Top of Input for this task

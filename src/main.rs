use std::path::PathBuf;
use std::sync::Arc;
use std::time::Duration;

use anyhow::{Context, Result};
use clap::Parser;
use serde::{Deserialize, Serialize};
use tokio::io::{AsyncBufReadExt, BufReader};
use tokio_util::sync::CancellationToken;
use tracing_subscriber::{EnvFilter, FmtSubscriber};

use resonance::kernel::lifecycle::EventSpec;
use resonance::kernel::record::{EventId, ParticipantId, TelemetryRecord};
use resonance::outputs::audit::LogAudit;
use resonance::outputs::sink::{HttpTriggerSink, LogTriggerSink, TriggerSink};
use resonance::services::catalog::{CatalogStore, HttpPatternSource, PatternSource, StaticPatternSource};
use resonance::{PipelineConfig, SessionController, Sinks};

/// JSON-lines intake: one telemetry record or control message per line on stdin.
#[derive(Parser, Debug)]
#[command(name = "resonance")]
#[command(about = "Live-event movement/biometric correlation pipeline")]
#[command(version)]
struct Args {
    /// TOML configuration file
    #[arg(short, long, env = "RESONANCE_CONFIG")]
    config: Option<PathBuf>,

    /// Schedule and activate this event at startup
    #[arg(short, long)]
    event: Option<u64>,

    /// POST triggers here instead of logging them
    #[arg(long, env = "RESONANCE_TRIGGER_URL")]
    trigger_url: Option<String>,

    /// Use the built-in raise-arms/spin/jump templates when none are configured
    #[arg(long)]
    demo_templates: bool,
}

#[derive(Debug, Deserialize)]
#[serde(rename_all = "snake_case")]
enum Control {
    Schedule,
    Activate,
    Close,
    CheckIn,
    CheckOut,
}

#[derive(Debug, Deserialize)]
struct ControlLine {
    control: Control,
    event: EventId,
    #[serde(default)]
    name: Option<String>,
    #[serde(default)]
    capacity: Option<u32>,
    #[serde(default)]
    participant: Option<ParticipantId>,
}

#[derive(Debug, Deserialize)]
#[serde(untagged)]
enum Line {
    Control(ControlLine),
    Record(TelemetryRecord),
}

#[derive(Debug, Serialize)]
struct Reply {
    line: u64,
    ok: bool,
    #[serde(skip_serializing_if = "Option::is_none")]
    detail: Option<serde_json::Value>,
    #[serde(skip_serializing_if = "Option::is_none")]
    error: Option<String>,
}

impl Reply {
    fn ok(line: u64, detail: impl Serialize) -> Self {
        Self {
            line,
            ok: true,
            detail: serde_json::to_value(detail).ok(),
            error: None,
        }
    }

    fn err(line: u64, error: impl std::fmt::Display) -> Self {
        Self {
            line,
            ok: false,
            detail: None,
            error: Some(error.to_string()),
        }
    }
}

async fn apply(controller: &SessionController, line_no: u64, line: Line) -> Reply {
    match line {
        Line::Record(record) => match controller.ingest(record).await {
            Ok(ack) => Reply::ok(line_no, ack),
            Err(e) => Reply::err(line_no, format!("invalid record: {}", e)),
        },
        Line::Control(ctl) => {
            let event = ctl.event;
            match ctl.control {
                Control::Schedule => {
                    let mut spec = EventSpec::new(event, ctl.name.unwrap_or_else(|| event.to_string()));
                    spec.capacity = ctl.capacity;
                    match controller.schedule(spec).await {
                        Ok(()) => Reply::ok(line_no, "scheduled"),
                        Err(e) => Reply::err(line_no, e),
                    }
                }
                Control::Activate => match controller.activate(event).await {
                    Ok(()) => Reply::ok(line_no, "active"),
                    Err(e) => Reply::err(line_no, e),
                },
                Control::Close => match controller.close(event).await {
                    Ok(summary) => Reply::ok(line_no, summary),
                    Err(e) => Reply::err(line_no, e),
                },
                Control::CheckIn => {
                    let Some(participant) = ctl.participant else {
                        return Reply::err(line_no, "check_in needs `participant`");
                    };
                    match controller.check_in(event, participant).await {
                        Ok(session) => Reply::ok(line_no, session),
                        Err(e) => Reply::err(line_no, e),
                    }
                }
                Control::CheckOut => {
                    let Some(participant) = ctl.participant else {
                        return Reply::err(line_no, "check_out needs `participant`");
                    };
                    match controller.check_out(event, participant).await {
                        Ok(session) => Reply::ok(line_no, session),
                        Err(e) => Reply::err(line_no, e),
                    }
                }
            }
        }
    }
}

#[tokio::main]
async fn main() -> Result<()> {
    let subscriber = FmtSubscriber::builder()
        .with_env_filter(EnvFilter::try_from_default_env().unwrap_or_else(|_| EnvFilter::new("resonance=info")))
        .with_writer(std::io::stderr)
        .finish();
    tracing::subscriber::set_global_default(subscriber).context("setting default subscriber failed")?;

    let args = Args::parse();
    let mut config = match &args.config {
        Some(path) => PipelineConfig::load(path).with_context(|| format!("loading {}", path.display()))?,
        None => PipelineConfig::default(),
    };
    if args.demo_templates && config.catalog.templates.is_empty() {
        config.catalog.templates = resonance::simulate::demo_templates();
    }

    tracing::info!("Resonance booting...");

    // 1. Catalog
    let fetch_timeout = Duration::from_millis(config.catalog.fetch_timeout_ms);
    let source: Arc<dyn PatternSource> = match &config.catalog.url {
        Some(url) => Arc::new(HttpPatternSource::new(url.clone(), fetch_timeout)),
        None => Arc::new(StaticPatternSource::new(config.catalog.templates.clone())),
    };
    let catalog = Arc::new(CatalogStore::new(source, fetch_timeout));
    if let Err(e) = catalog.refresh().await {
        tracing::warn!("Starting with an empty catalog: {}", e);
    }
    let shutdown = CancellationToken::new();
    let poller = catalog
        .clone()
        .spawn_refresh(Duration::from_millis(config.catalog.poll_interval_ms), shutdown.clone());

    // 2. Sinks
    let trigger: Arc<dyn TriggerSink> = match &args.trigger_url {
        Some(url) => Arc::new(HttpTriggerSink::new(
            url.clone(),
            Duration::from_millis(config.dispatch.ack_timeout_ms),
        )),
        None => Arc::new(LogTriggerSink),
    };
    let controller = SessionController::new(config, catalog, Sinks::new(trigger, Arc::new(LogAudit)));

    if let Some(id) = args.event {
        let event = EventId(id);
        controller.schedule(EventSpec::new(event, format!("cli-{}", id))).await?;
        controller.activate(event).await?;
    }

    // 3. Intake loop
    let mut lines = BufReader::new(tokio::io::stdin()).lines();
    let mut line_no = 0u64;
    loop {
        let next = tokio::select! {
            _ = tokio::signal::ctrl_c() => {
                tracing::info!("Interrupted");
                break;
            }
            next = lines.next_line() => next.context("reading stdin")?,
        };
        let Some(raw) = next else { break };
        line_no += 1;
        if raw.trim().is_empty() {
            continue;
        }

        let reply = match serde_json::from_str::<Line>(&raw) {
            Ok(line) => apply(&controller, line_no, line).await,
            Err(e) => Reply::err(line_no, format!("unparseable line: {}", e)),
        };
        println!("{}", serde_json::to_string(&reply)?);
    }

    // 4. Teardown
    for summary in controller.shutdown().await {
        println!("{}", serde_json::to_string(&summary)?);
    }
    shutdown.cancel();
    let _ = poller.await;
    tracing::info!("Resonance stopped");
    Ok(())
}
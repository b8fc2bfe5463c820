pub mod audit;
pub mod sink;
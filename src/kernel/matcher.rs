use std::collections::BTreeMap;
use std::sync::Arc;
use serde::{Deserialize, Serialize};

use super::catalog::Catalog;
use super::record::{EventId, MovementSample, StreamId, TemplateId};
use super::time::Timestamp;

pub const DEFAULT_THRESHOLD: f32 = 0.7;
pub const DEFAULT_COOLDOWN_MS: u64 = 2_000;
pub const DEFAULT_MIN_SAMPLES: usize = 5;
pub const DEFAULT_WINDOW_MS: u64 = 2_000;

/// Scalar derived from a single movement sample.
#[derive(Debug, Clone, Copy, PartialEq, Eq, Hash, Serialize, Deserialize)]
#[serde(rename_all = "snake_case")]
pub enum Feature {
    Height,
    VerticalVelocity,
    Speed,
    Acceleration,
    Lateral,
    Depth,
}

impl Feature {
    pub fn extract(&self, sample: &MovementSample) -> f32 {
        match self {
            Feature::Height => sample.position.y,
            Feature::VerticalVelocity => sample.velocity.y,
            Feature::Speed => sample.velocity.magnitude(),
            Feature::Acceleration => sample.acceleration.magnitude(),
            Feature::Lateral => sample.position.x,
            Feature::Depth => sample.position.z,
        }
    }
}

/// Read-only movement template from the external catalog.
///
/// `frames` is the expected trajectory: one row per step, one column per
/// entry of `features`. A window is resampled to `frames.len()` steps
/// before being scored.
#[derive(Debug, Clone, PartialEq, Serialize, Deserialize)]
pub struct PatternTemplate {
    pub id: TemplateId,
    pub name: String,
    pub features: Vec<Feature>,
    pub frames: Vec<Vec<f32>>,
    /// Per-feature normalization. Missing entries mean 1.0.
    #[serde(default)]
    pub scale: Vec<f32>,
    #[serde(default = "default_threshold")]
    pub threshold: f32,
    #[serde(default = "default_cooldown_ms")]
    pub cooldown_ms: u64,
    #[serde(default = "default_min_samples")]
    pub min_samples: usize,
    #[serde(default = "default_window_ms")]
    pub window_ms: u64,
    /// Template-specific knobs that have no place in the typed schema.
    #[serde(default)]
    pub tuning: BTreeMap<String, f64>,
}

fn default_threshold() -> f32 {
    DEFAULT_THRESHOLD
}

fn default_cooldown_ms() -> u64 {
    DEFAULT_COOLDOWN_MS
}

fn default_min_samples() -> usize {
    DEFAULT_MIN_SAMPLES
}

fn default_window_ms() -> u64 {
    DEFAULT_WINDOW_MS
}

#[derive(Debug, Clone, PartialEq, thiserror::Error)]
pub enum TemplateError {
    #[error("template {0}: no features declared")]
    NoFeatures(TemplateId),
    #[error("template {0}: no frames declared")]
    NoFrames(TemplateId),
    #[error("template {id}: frame {frame} has {got} values, expected {expected}")]
    FrameWidth {
        id: TemplateId,
        frame: usize,
        got: usize,
        expected: usize,
    },
    #[error("template {id}: threshold {threshold} outside [0, 1]")]
    Threshold { id: TemplateId, threshold: f32 },
    #[error("template {0}: scale entries must be finite and positive")]
    Scale(TemplateId),
}

impl PatternTemplate {
    pub fn new(id: &str, features: Vec<Feature>, frames: Vec<Vec<f32>>) -> Self {
        Self {
            id: TemplateId::new(id),
            name: id.to_string(),
            features,
            frames,
            scale: Vec::new(),
            threshold: DEFAULT_THRESHOLD,
            cooldown_ms: DEFAULT_COOLDOWN_MS,
            min_samples: DEFAULT_MIN_SAMPLES,
            window_ms: DEFAULT_WINDOW_MS,
            tuning: BTreeMap::new(),
        }
    }

    pub fn with_threshold(mut self, threshold: f32) -> Self {
        self.threshold = threshold;
        self
    }

    pub fn with_cooldown_ms(mut self, cooldown_ms: u64) -> Self {
        self.cooldown_ms = cooldown_ms;
        self
    }

    pub fn with_window(mut self, window_ms: u64, min_samples: usize) -> Self {
        self.window_ms = window_ms;
        self.min_samples = min_samples;
        self
    }

    pub fn validate(&self) -> Result<(), TemplateError> {
        if self.features.is_empty() {
            return Err(TemplateError::NoFeatures(self.id.clone()));
        }
        if self.frames.is_empty() {
            return Err(TemplateError::NoFrames(self.id.clone()));
        }
        let expected = self.features.len();
        for (frame, row) in self.frames.iter().enumerate() {
            if row.len() != expected {
                return Err(TemplateError::FrameWidth {
                    id: self.id.clone(),
                    frame,
                    got: row.len(),
                    expected,
                });
            }
        }
        if !(0.0..=1.0).contains(&self.threshold) {
            return Err(TemplateError::Threshold {
                id: self.id.clone(),
                threshold: self.threshold,
            });
        }
        if self.scale.iter().any(|s| !s.is_finite() || *s <= 0.0) {
            return Err(TemplateError::Scale(self.id.clone()));
        }
        Ok(())
    }

    pub fn scale_for(&self, feature_idx: usize) -> f32 {
        self.scale.get(feature_idx).copied().unwrap_or(1.0)
    }
}

/// Scores a resampled window against a template. Must return a value in
/// [0, 1]; anything else is clamped by the matcher.
pub trait Similarity: Send + Sync + std::fmt::Debug {
    fn score(&self, observed: &[Vec<f32>], template: &PatternTemplate) -> f32;
}

/// exp(-sharpness * d^2) over the normalized RMS distance `d`.
#[derive(Debug, Clone, Copy)]
pub struct GaussianSimilarity {
    pub sharpness: f32,
}

impl Similarity for GaussianSimilarity {
    fn score(&self, observed: &[Vec<f32>], template: &PatternTemplate) -> f32 {
        let d = normalized_rms(observed, template);
        (-self.sharpness * d * d).exp()
    }
}

/// Cosine of the angle between the flattened, scaled trajectories, floored at 0.
#[derive(Debug, Clone, Copy, Default)]
pub struct CosineSimilarity;

impl Similarity for CosineSimilarity {
    fn score(&self, observed: &[Vec<f32>], template: &PatternTemplate) -> f32 {
        let mut dot = 0.0f32;
        let mut norm_o = 0.0f32;
        let mut norm_t = 0.0f32;
        for (obs_row, tpl_row) in observed.iter().zip(&template.frames) {
            for (i, (o, t)) in obs_row.iter().zip(tpl_row).enumerate() {
                let s = template.scale_for(i);
                let (o, t) = (o / s, t / s);
                dot += o * t;
                norm_o += o * o;
                norm_t += t * t;
            }
        }
        if norm_o == 0.0 || norm_t == 0.0 {
            return 0.0;
        }
        (dot / (norm_o.sqrt() * norm_t.sqrt())).max(0.0)
    }
}

fn normalized_rms(observed: &[Vec<f32>], template: &PatternTemplate) -> f32 {
    let mut sum = 0.0f32;
    let mut n = 0usize;
    for (obs_row, tpl_row) in observed.iter().zip(&template.frames) {
        for (i, (o, t)) in obs_row.iter().zip(tpl_row).enumerate() {
            let diff = (o - t) / template.scale_for(i);
            sum += diff * diff;
            n += 1;
        }
    }
    if n == 0 {
        return f32::INFINITY;
    }
    (sum / n as f32).sqrt()
}

/// Linear resampling of per-sample feature rows onto `steps` evenly spaced points.
pub fn resample(rows: &[Vec<f32>], steps: usize) -> Vec<Vec<f32>> {
    if rows.is_empty() || steps == 0 {
        return Vec::new();
    }
    if steps == 1 || rows.len() == 1 {
        return vec![rows[rows.len() - 1].clone(); steps];
    }

    let last = (rows.len() - 1) as f32;
    (0..steps)
        .map(|j| {
            let pos = j as f32 * last / (steps - 1) as f32;
            let lo = pos.floor() as usize;
            let hi = (lo + 1).min(rows.len() - 1);
            let frac = pos - lo as f32;
            rows[lo]
                .iter()
                .zip(&rows[hi])
                .map(|(a, b)| a + (b - a) * frac)
                .collect()
        })
        .collect()
}

/// A template that cleared its own threshold on some window.
#[derive(Debug, Clone, PartialEq, Serialize, Deserialize)]
pub struct MatchCandidate {
    pub event: EventId,
    pub template: TemplateId,
    pub stream: StreamId,
    pub confidence: f32,
    pub window_start: Timestamp,
    pub window_end: Timestamp,
    /// Copied from the template so the correlator never has to consult the catalog.
    pub threshold: f32,
    pub cooldown_ms: u64,
}

#[derive(Debug, Clone)]
pub struct PatternMatcher {
    similarity: Arc<dyn Similarity>,
}

impl PatternMatcher {
    pub fn new(similarity: Arc<dyn Similarity>) -> Self {
        Self { similarity }
    }

    /// Scores the tail of `window` (one stream, oldest first) against every
    /// template whose minimum window fits. Every qualifying template yields
    /// a candidate; precedence is left to the correlator.
    pub fn evaluate(&self, window: &[MovementSample], catalog: &Catalog) -> Vec<MatchCandidate> {
        let Some(newest) = window.last() else {
            return Vec::new();
        };

        let mut candidates = Vec::new();
        for template in catalog.templates() {
            let cutoff = newest.at.saturating_sub_ms(template.window_ms);
            let span: Vec<&MovementSample> = window.iter().filter(|s| s.at >= cutoff).collect();
            if span.len() < template.min_samples.max(1) {
                continue;
            }

            let rows: Vec<Vec<f32>> = span
                .iter()
                .map(|s| template.features.iter().map(|f| f.extract(s)).collect())
                .collect();
            let observed = resample(&rows, template.frames.len());

            let confidence = self.similarity.score(&observed, template);
            if !confidence.is_finite() {
                continue;
            }
            let confidence = confidence.clamp(0.0, 1.0);

            if confidence >= template.threshold {
                candidates.push(MatchCandidate {
                    event: newest.event,
                    template: template.id.clone(),
                    stream: newest.stream.clone(),
                    confidence,
                    window_start: span[0].at,
                    window_end: newest.at,
                    threshold: template.threshold,
                    cooldown_ms: template.cooldown_ms,
                });
            }
        }
        candidates
    }
}
//! Synthetic dancers and wearables. Records go through
//! `SessionController::ingest` like any other producer.

use std::time::Duration;
use rand::rngs::StdRng;
use rand::{Rng, SeedableRng};

use crate::kernel::matcher::{Feature, PatternTemplate};
use crate::kernel::normalizer::IngestAck;
use crate::kernel::record::{BiometricSample, EventId, MovementSample, StreamId, TelemetryRecord, Vec3};
use crate::kernel::time::Timestamp;
use crate::runtime::SessionController;

const REST_HEIGHT: f32 = 1.0;
const RAISED_HEIGHT: f32 = 2.2;
const GESTURE_MS: u64 = 1_000;

#[derive(Debug, Clone)]
pub struct SimulationConfig {
    pub event: EventId,
    pub dancers: usize,
    pub wearers: usize,
    /// Spacing between movement samples of one dancer.
    pub tick_ms: u64,
    /// Spacing between biometric samples of one wearer.
    pub biometric_interval_ms: u64,
    /// Each dancer raises their arms once per period.
    pub gesture_period_ms: u64,
    pub seed: u64,
}

impl Default for SimulationConfig {
    fn default() -> Self {
        Self {
            event: EventId(1),
            dancers: 10,
            wearers: 10,
            tick_ms: 100,
            biometric_interval_ms: 1_000,
            gesture_period_ms: 6_000,
            seed: 7,
        }
    }
}

#[derive(Debug, Clone)]
struct Dancer {
    stream: StreamId,
    phase_ms: u64,
    x: f32,
    z: f32,
    last_height: f32,
}

/// Deterministic for a given seed.
#[derive(Debug)]
pub struct Simulator {
    config: SimulationConfig,
    rng: StdRng,
    clock: Timestamp,
    next_biometric: Timestamp,
    dancers: Vec<Dancer>,
    wearers: Vec<StreamId>,
}

impl Simulator {
    pub fn new(config: SimulationConfig) -> Self {
        let mut rng = StdRng::seed_from_u64(config.seed);
        let period = config.gesture_period_ms.max(GESTURE_MS);
        let dancers = (0..config.dancers)
            .map(|i| Dancer {
                stream: StreamId::new(format!("dancer-{}", i)),
                phase_ms: rng.gen_range(0..period),
                x: rng.gen_range(0.0f32..10.0),
                z: rng.gen_range(0.0f32..10.0),
                last_height: REST_HEIGHT,
            })
            .collect();
        let wearers = (0..config.wearers)
            .map(|i| StreamId::new(format!("wearable-{}", i)))
            .collect();

        Self {
            config,
            rng,
            clock: Timestamp::ZERO,
            next_biometric: Timestamp::ZERO,
            dancers,
            wearers,
        }
    }

    pub fn now(&self) -> Timestamp {
        self.clock
    }

    /// Advances one tick and returns the records produced during it.
    pub fn step(&mut self) -> Vec<TelemetryRecord> {
        let now = self.clock;
        let event = self.config.event;
        let tick_secs = self.config.tick_ms.max(1) as f32 / 1_000.0;
        let period = self.config.gesture_period_ms.max(GESTURE_MS);
        let mut records = Vec::with_capacity(self.dancers.len() + self.wearers.len());
        let mut gesturing = 0usize;

        for dancer in &mut self.dancers {
            let t = (now.ms + dancer.phase_ms) % period;
            let target = if t < GESTURE_MS {
                gesturing += 1;
                REST_HEIGHT + (RAISED_HEIGHT - REST_HEIGHT) * (t as f32 / GESTURE_MS as f32)
            } else {
                REST_HEIGHT
            };
            let height = target + self.rng.gen_range(-0.03f32..0.03);
            let vy = (height - dancer.last_height) / tick_secs;
            dancer.last_height = height;
            dancer.x += self.rng.gen_range(-0.05f32..0.05);
            dancer.z += self.rng.gen_range(-0.05f32..0.05);

            records.push(TelemetryRecord::Movement(MovementSample {
                event,
                stream: dancer.stream.clone(),
                at: now,
                position: Vec3::new(dancer.x, height, dancer.z),
                velocity: Vec3::new(0.0, vy, 0.0),
                acceleration: Vec3::ZERO,
                intensity: None,
            }));
        }

        if now >= self.next_biometric {
            // Crowd excitement rises with the share of dancers mid-gesture.
            let excitement = if self.dancers.is_empty() {
                0.0
            } else {
                gesturing as f32 / self.dancers.len() as f32
            };
            for stream in &self.wearers {
                let heart_rate = gaussian(&mut self.rng, 80.0 + 40.0 * excitement, 15.0).clamp(40.0, 200.0);
                let energy: f32 = (self.rng.gen_range(0.0f32..1.0) * 0.5 + excitement * 0.5).min(1.0);
                records.push(TelemetryRecord::Biometric(BiometricSample {
                    event,
                    stream: stream.clone(),
                    at: now,
                    heart_rate: Some(heart_rate),
                    gsr: Some(self.rng.gen_range(0.5f32..5.0)),
                    temperature: Some(gaussian(&mut self.rng, 36.9, 0.5).clamp(30.0, 42.0)),
                    energy_level: Some(energy),
                    emotional_state: None,
                }));
            }
            self.next_biometric = now.add_ms(self.config.biometric_interval_ms);
        }

        self.clock = now.add_ms(self.config.tick_ms.max(1));
        records
    }
}

/// Box-Muller.
fn gaussian(rng: &mut StdRng, mean: f32, sd: f32) -> f32 {
    let u1: f32 = rng.gen_range(f32::EPSILON..1.0);
    let u2: f32 = rng.gen_range(0.0..1.0);
    mean + sd * (-2.0 * u1.ln()).sqrt() * (2.0 * std::f32::consts::PI * u2).cos()
}

#[derive(Debug, Clone, Copy, Default, PartialEq, Eq)]
pub struct FeedReport {
    pub accepted: u64,
    pub overflowed: u64,
    pub rejected: u64,
}

/// Runs `ticks` steps through the controller. `pace` sleeps between ticks
/// to approximate real time.
pub async fn feed(
    controller: &SessionController,
    simulator: &mut Simulator,
    ticks: usize,
    pace: Option<Duration>,
) -> FeedReport {
    let mut report = FeedReport::default();
    for _ in 0..ticks {
        for record in simulator.step() {
            match controller.ingest(record).await {
                Ok(IngestAck::Accepted) => report.accepted += 1,
                Ok(IngestAck::BufferOverflow { .. }) => {
                    report.accepted += 1;
                    report.overflowed += 1;
                }
                Err(_) => report.rejected += 1,
            }
        }
        if let Some(pace) = pace {
            tokio::time::sleep(pace).await;
        }
    }
    report
}

/// raise-arms, spin and jump.
pub fn demo_templates() -> Vec<PatternTemplate> {
    let raise_arms = PatternTemplate {
        name: "Raise arms".to_string(),
        scale: vec![0.5],
        ..PatternTemplate::new(
            "raise-arms",
            vec![Feature::Height],
            vec![vec![1.0], vec![1.3], vec![1.6], vec![1.9], vec![2.2]],
        )
        .with_window(GESTURE_MS, 5)
    };

    let spin_frames = (0..8)
        .map(|i| {
            let angle = i as f32 * std::f32::consts::FRAC_PI_4;
            vec![0.5 * angle.cos(), 0.5 * angle.sin()]
        })
        .collect();
    let spin = PatternTemplate {
        name: "Spin".to_string(),
        scale: vec![0.5, 0.5],
        ..PatternTemplate::new("spin", vec![Feature::Lateral, Feature::Depth], spin_frames)
            .with_window(1_200, 8)
            .with_threshold(0.8)
    };

    let jump = PatternTemplate {
        name: "Jump".to_string(),
        scale: vec![2.0],
        ..PatternTemplate::new(
            "jump",
            vec![Feature::VerticalVelocity],
            vec![vec![0.0], vec![2.5], vec![0.0], vec![-2.5], vec![0.0]],
        )
        .with_window(800, 5)
        .with_cooldown_ms(1_000)
    };

    vec![raise_arms, spin, jump]
}
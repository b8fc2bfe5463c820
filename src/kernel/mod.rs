pub mod biometrics;
pub mod buffer;
pub mod catalog;
pub mod correlator;
pub mod dispatcher;
pub mod lifecycle;
pub mod matcher;
pub mod normalizer;
pub mod record;
pub mod session;
pub mod telemetry;
pub mod time;
pub mod trigger;
pub mod controller;
pub mod pipeline;

pub use controller::{EventSummary, SessionController};
pub use pipeline::Sinks;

Bottom of Input for this task

Of all the entries above, retype exactly the lines from the line with "let now = self.clock;" to the line with "for dancer in", both included, and no others.

        let now = self.clock;
        let event = self.config.event;
        let tick_secs = self.config.tick_ms.max(1) as f32 / 1_000.0;
        let period = self.config.gesture_period_ms.max(GESTURE_MS);
        let mut records = Vec::with_capacity(self.dancers.len() + self.wearers.len());
        let mut gesturing = 0usize;

        for dancer in &mut self.dancers {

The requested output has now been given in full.